At 81.5 hours prior to the occurrence, the nose bearing set was serviced at the Air Georgian maintenance base at CYYC. The investigation learned that the MPM-AWR-017 form was signed off during this service, but the procedure used did not follow the instructions provided on the form. New grease was used to push out the old grease and no cleaning or detailed inspection of the bearing was carried out. The old grease was then inspected for contamination. The bearings were rotated to check for freedom of movement and then installed. The investigation learned that although the company procedure reflects the manufacturer's requirement, the aircraft maintenance engineer who performed the work on the occurrence aircraft adapted one of the elements of the procedure.
Key safety message
As shown in this occurrence, when specific instructions regarding maintenance activities are not followed, component failure can occur, exposing the crew and passengers to additional hazards.
Safety action taken
Air Georgian has taken the following actions in response to this occurrence:
- The work card has been modified to provide clearer guidance and additional notes referencing the bearing-cleaning methodology.

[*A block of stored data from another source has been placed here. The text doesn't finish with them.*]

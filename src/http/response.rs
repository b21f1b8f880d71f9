use crate::convert::{format_value, not_found_message, ConversionResult, Converter};
use crate::http::route::{parse_route, RouteError};
use crate::units::UnitCategory;
use serde::Serialize;
use std::fmt;

pub const STATUS_OK: u16 = 200;
pub const STATUS_BAD_REQUEST: u16 = 400;
pub const STATUS_NOT_FOUND: u16 = 404;

/// Status and body handed back to whatever is hosting the function
#[derive(Debug, Clone, PartialEq, Eq, Serialize)]
pub struct Response {
    pub status: u16,
    pub body: String,
}

impl Response {
    pub fn ok(body: String) -> Self {
        Self {
            status: STATUS_OK,
            body,
        }
    }

    pub fn not_found(body: String) -> Self {
        Self {
            status: STATUS_NOT_FOUND,
            body,
        }
    }

    pub fn bad_request(body: String) -> Self {
        Self {
            status: STATUS_BAD_REQUEST,
            body,
        }
    }

    pub fn from_result(category: UnitCategory, result: &ConversionResult) -> Self {
        match result {
            ConversionResult::Success { value } => Response::ok(format_value(*value)),
            miss => Response::not_found(not_found_message(category, miss).unwrap_or_default()),
        }
    }

    pub fn from_route_error(error: &RouteError) -> Self {
        match error {
            RouteError::InvalidInput(_) => Response::bad_request(error.to_string()),
            RouteError::NoRoute(_) | RouteError::UnknownCategory(_) => {
                Response::not_found(error.to_string())
            }
        }
    }

    pub fn is_success(&self) -> bool {
        self.status == STATUS_OK
    }
}

impl fmt::Display for Response {
    fn fmt(&self, f: &mut fmt::Formatter<'_>) -> fmt::Result {
        write!(f, "{} {}", self.status, self.body)
    }
}

/// Serve `GET <path>`: route, convert, render
pub fn handle(path: &str) -> Response {
    let response = match parse_route(path) {
        Ok(request) => {
            let result = Converter::new(request.category).convert(
                &request.source,
                &request.target,
                request.input,
            );
            if !result.is_success() {
                log::debug!(
                    "{} conversion '{}' -> '{}' has unknown units",
                    request.category,
                    request.source,
                    request.target
                );
            }
            Response::from_result(request.category, &result)
        }
        Err(e) => Response::from_route_error(&e),
    };

    log::info!("GET {} -> {}", path, response.status);
    response
}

- A general (all maintenance employees) Maintenance Technical Bulletin was published describing cleaning, inspection, and lubrication best practices. The bulletin was to be posted for 6 months and required that all maintenance employees sign off after having read it.
- The aircraft maintenance engineer who performed the work was coached on the proper procedure to follow.
This concludes the TSB's limited-scope investigation into this occurrence. The Board authorized the release of this investigation report on . It was officially released on .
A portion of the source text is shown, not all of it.